Records for the task Start Marker
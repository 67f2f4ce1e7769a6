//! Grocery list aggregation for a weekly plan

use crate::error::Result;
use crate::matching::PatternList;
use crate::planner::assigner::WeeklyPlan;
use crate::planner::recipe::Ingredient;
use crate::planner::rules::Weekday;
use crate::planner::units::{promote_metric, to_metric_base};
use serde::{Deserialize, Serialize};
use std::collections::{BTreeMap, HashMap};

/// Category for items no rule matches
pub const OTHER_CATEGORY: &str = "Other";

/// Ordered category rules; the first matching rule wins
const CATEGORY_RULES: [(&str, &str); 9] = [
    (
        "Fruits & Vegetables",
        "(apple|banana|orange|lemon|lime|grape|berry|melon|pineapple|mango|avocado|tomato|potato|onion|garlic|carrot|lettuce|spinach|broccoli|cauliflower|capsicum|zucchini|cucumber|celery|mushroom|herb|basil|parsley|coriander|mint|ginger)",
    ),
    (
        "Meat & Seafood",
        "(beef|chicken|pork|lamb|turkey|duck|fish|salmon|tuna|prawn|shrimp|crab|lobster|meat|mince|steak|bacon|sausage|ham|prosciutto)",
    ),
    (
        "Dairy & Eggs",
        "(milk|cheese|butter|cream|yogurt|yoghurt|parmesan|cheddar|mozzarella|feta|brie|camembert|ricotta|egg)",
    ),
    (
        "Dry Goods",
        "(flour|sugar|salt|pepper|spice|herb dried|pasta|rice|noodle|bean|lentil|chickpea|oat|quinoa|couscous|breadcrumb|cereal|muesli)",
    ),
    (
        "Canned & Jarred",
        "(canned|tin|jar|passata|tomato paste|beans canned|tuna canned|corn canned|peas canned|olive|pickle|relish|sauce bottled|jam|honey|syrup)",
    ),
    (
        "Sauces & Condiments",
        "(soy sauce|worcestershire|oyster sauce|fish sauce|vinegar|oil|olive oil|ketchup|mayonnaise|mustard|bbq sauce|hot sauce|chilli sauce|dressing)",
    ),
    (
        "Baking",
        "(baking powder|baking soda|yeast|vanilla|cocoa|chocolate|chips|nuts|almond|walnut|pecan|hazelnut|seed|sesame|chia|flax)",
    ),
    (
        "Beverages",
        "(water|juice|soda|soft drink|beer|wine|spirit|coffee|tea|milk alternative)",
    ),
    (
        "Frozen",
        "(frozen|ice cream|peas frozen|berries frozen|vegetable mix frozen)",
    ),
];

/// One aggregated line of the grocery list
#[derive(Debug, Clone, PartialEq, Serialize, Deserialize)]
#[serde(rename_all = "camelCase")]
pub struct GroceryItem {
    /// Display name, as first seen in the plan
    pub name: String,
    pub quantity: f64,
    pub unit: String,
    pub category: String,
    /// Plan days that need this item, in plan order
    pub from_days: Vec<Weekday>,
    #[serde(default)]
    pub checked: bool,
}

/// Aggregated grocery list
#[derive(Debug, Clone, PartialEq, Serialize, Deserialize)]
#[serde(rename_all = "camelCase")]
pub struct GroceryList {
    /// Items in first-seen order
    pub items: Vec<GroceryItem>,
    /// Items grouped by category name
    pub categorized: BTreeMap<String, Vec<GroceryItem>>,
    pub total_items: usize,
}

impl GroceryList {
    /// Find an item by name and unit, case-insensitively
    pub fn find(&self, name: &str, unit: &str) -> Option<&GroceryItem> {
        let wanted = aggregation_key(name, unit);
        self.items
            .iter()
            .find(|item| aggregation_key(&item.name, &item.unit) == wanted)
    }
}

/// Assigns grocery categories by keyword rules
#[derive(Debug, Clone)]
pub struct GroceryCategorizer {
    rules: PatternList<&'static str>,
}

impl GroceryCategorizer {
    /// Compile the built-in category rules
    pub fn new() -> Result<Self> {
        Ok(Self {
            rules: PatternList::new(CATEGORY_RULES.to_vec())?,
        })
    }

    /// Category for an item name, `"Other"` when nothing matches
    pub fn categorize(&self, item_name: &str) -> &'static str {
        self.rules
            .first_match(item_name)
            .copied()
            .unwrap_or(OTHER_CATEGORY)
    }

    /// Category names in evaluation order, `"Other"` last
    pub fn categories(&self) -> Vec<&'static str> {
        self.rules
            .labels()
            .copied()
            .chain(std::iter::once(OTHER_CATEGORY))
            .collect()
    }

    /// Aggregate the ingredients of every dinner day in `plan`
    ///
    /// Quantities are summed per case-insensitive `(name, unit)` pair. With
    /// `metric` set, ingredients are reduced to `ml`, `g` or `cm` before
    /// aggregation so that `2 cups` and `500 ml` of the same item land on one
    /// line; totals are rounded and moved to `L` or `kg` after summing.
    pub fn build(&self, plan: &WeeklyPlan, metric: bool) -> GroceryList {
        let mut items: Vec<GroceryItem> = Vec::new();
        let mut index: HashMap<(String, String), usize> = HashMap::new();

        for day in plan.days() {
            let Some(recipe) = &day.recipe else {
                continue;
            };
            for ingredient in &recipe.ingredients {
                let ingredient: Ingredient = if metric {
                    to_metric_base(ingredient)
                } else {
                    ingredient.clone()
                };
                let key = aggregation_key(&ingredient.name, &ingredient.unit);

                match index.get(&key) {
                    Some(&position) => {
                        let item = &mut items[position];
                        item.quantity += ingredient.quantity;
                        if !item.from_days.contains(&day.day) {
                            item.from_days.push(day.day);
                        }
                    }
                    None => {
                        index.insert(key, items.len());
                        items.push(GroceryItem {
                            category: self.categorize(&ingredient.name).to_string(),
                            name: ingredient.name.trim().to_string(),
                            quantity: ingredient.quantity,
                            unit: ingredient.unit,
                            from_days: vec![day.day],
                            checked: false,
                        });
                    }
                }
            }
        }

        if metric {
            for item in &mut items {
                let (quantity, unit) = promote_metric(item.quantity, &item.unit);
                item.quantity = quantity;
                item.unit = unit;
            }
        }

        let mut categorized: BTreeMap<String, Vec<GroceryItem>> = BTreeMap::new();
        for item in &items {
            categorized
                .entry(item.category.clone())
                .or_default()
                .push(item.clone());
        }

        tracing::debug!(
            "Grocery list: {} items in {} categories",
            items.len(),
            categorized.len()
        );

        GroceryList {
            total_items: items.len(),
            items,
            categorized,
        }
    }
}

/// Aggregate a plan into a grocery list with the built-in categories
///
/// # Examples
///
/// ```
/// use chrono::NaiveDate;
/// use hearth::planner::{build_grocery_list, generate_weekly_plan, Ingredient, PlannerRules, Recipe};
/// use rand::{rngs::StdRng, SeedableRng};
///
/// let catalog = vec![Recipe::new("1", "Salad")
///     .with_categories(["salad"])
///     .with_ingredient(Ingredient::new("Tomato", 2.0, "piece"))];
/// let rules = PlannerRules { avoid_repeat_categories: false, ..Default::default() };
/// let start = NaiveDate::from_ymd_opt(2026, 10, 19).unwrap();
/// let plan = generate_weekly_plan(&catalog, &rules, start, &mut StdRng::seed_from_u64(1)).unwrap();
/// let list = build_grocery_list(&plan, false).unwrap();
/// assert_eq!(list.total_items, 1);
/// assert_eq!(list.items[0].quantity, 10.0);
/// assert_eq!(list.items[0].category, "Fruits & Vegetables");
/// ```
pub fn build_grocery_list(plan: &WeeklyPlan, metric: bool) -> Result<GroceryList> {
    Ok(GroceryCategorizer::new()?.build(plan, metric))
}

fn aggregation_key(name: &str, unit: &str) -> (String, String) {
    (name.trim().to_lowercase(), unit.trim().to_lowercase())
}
Records for the task End Marker
▶ Problem: What you return must be the lines above that run from the line with "in first-seen order" to the line with "pub fn find(&self, name: &str, unit: &str)", inclusive, each copied exactly.

▶ Task response:
    /// Items in first-seen order
    pub items: Vec<GroceryItem>,
    /// Items grouped by category name
    pub categorized: BTreeMap<String, Vec<GroceryItem>>,
    pub total_items: usize,
}

impl GroceryList {
    /// Find an item by name and unit, case-insensitively
    pub fn find(&self, name: &str, unit: &str) -> Option<&GroceryItem> {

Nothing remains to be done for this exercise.